BEGIN MATERIAL FOR THE TASK

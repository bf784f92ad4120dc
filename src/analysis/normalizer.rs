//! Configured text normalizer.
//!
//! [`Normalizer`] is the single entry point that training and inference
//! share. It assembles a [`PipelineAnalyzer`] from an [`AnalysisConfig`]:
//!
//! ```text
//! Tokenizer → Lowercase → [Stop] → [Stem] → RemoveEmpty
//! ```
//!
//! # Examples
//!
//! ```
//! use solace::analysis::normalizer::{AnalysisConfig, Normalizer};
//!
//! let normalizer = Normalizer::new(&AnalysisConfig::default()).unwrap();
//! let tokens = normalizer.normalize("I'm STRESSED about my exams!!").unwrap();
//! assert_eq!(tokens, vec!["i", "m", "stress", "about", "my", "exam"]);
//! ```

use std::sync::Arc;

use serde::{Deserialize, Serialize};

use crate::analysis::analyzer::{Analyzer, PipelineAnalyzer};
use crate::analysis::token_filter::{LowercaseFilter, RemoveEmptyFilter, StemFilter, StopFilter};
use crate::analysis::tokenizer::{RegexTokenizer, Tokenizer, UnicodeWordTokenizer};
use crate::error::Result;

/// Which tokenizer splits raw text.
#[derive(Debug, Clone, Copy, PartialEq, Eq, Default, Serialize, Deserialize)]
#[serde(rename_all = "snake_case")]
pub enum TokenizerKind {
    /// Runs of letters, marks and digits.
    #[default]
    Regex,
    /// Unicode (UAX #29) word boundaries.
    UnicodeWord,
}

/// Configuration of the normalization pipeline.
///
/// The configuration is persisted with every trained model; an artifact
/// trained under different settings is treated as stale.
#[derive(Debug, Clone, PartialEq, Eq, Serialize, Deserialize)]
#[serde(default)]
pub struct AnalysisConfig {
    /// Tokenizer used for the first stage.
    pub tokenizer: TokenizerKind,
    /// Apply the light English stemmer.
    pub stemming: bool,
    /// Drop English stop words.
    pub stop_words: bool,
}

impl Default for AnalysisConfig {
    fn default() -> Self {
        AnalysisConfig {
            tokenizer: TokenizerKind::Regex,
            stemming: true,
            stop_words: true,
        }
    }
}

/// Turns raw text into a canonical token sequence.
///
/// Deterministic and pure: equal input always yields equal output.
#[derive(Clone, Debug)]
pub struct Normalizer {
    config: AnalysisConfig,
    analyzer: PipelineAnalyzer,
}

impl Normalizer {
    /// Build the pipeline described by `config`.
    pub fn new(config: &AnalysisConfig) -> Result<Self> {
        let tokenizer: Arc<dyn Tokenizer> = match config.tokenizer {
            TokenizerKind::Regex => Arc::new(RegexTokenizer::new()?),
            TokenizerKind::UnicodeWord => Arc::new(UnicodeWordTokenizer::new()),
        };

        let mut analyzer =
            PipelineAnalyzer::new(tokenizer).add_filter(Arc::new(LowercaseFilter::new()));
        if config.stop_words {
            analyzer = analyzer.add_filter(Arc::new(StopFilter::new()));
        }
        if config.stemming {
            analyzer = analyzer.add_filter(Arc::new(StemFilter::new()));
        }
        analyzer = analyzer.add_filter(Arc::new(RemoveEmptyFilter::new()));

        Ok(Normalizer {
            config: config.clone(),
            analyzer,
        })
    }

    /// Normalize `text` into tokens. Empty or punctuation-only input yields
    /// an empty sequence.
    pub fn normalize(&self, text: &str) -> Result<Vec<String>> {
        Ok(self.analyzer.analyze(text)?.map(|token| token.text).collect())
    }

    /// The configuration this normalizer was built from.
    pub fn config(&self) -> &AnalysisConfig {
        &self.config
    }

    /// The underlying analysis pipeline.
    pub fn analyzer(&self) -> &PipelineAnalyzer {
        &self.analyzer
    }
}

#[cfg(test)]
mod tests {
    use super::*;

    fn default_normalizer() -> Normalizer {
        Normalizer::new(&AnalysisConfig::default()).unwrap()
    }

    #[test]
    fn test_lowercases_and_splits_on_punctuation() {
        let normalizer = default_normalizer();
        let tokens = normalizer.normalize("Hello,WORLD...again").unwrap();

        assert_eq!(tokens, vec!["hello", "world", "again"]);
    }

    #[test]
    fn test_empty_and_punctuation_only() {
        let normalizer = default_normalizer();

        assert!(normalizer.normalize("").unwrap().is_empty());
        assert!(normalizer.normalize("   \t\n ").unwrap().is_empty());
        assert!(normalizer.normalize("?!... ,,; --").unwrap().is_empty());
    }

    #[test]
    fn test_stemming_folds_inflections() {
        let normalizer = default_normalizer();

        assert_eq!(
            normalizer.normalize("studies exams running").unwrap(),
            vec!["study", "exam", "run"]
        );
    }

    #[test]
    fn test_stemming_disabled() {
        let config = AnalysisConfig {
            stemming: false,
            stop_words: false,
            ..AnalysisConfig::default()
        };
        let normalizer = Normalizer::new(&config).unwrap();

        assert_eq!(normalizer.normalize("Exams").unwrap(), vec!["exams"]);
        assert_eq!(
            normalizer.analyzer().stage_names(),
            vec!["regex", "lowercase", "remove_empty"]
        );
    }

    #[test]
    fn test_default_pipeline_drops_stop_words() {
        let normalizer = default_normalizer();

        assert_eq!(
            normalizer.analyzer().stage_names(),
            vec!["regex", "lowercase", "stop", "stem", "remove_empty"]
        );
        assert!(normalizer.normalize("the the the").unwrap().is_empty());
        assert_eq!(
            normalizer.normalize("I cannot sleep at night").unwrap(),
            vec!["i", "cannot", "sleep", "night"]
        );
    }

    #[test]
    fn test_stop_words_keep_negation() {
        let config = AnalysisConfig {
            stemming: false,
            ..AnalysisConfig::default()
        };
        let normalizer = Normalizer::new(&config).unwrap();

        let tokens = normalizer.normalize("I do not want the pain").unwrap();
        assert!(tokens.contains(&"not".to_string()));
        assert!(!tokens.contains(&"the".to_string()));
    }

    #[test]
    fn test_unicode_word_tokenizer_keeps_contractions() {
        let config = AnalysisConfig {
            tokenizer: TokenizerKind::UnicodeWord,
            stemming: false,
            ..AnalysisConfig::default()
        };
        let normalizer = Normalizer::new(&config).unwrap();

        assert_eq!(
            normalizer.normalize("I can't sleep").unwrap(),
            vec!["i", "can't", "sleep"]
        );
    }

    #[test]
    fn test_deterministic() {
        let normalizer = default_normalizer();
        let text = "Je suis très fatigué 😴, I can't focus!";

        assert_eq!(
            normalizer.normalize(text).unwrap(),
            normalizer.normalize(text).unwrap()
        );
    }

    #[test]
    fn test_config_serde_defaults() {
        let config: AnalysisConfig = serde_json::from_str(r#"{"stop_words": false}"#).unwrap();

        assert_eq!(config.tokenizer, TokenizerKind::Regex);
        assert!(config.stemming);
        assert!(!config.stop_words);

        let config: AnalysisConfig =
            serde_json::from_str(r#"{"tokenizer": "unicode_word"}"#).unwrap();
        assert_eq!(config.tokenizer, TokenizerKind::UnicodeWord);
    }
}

END MATERIAL FOR THE TASK

## AIM OF THE TASK
Across the data above, how many lines include the word "exams"? Give only the number.

## SOLUTION TO THIS TASK
3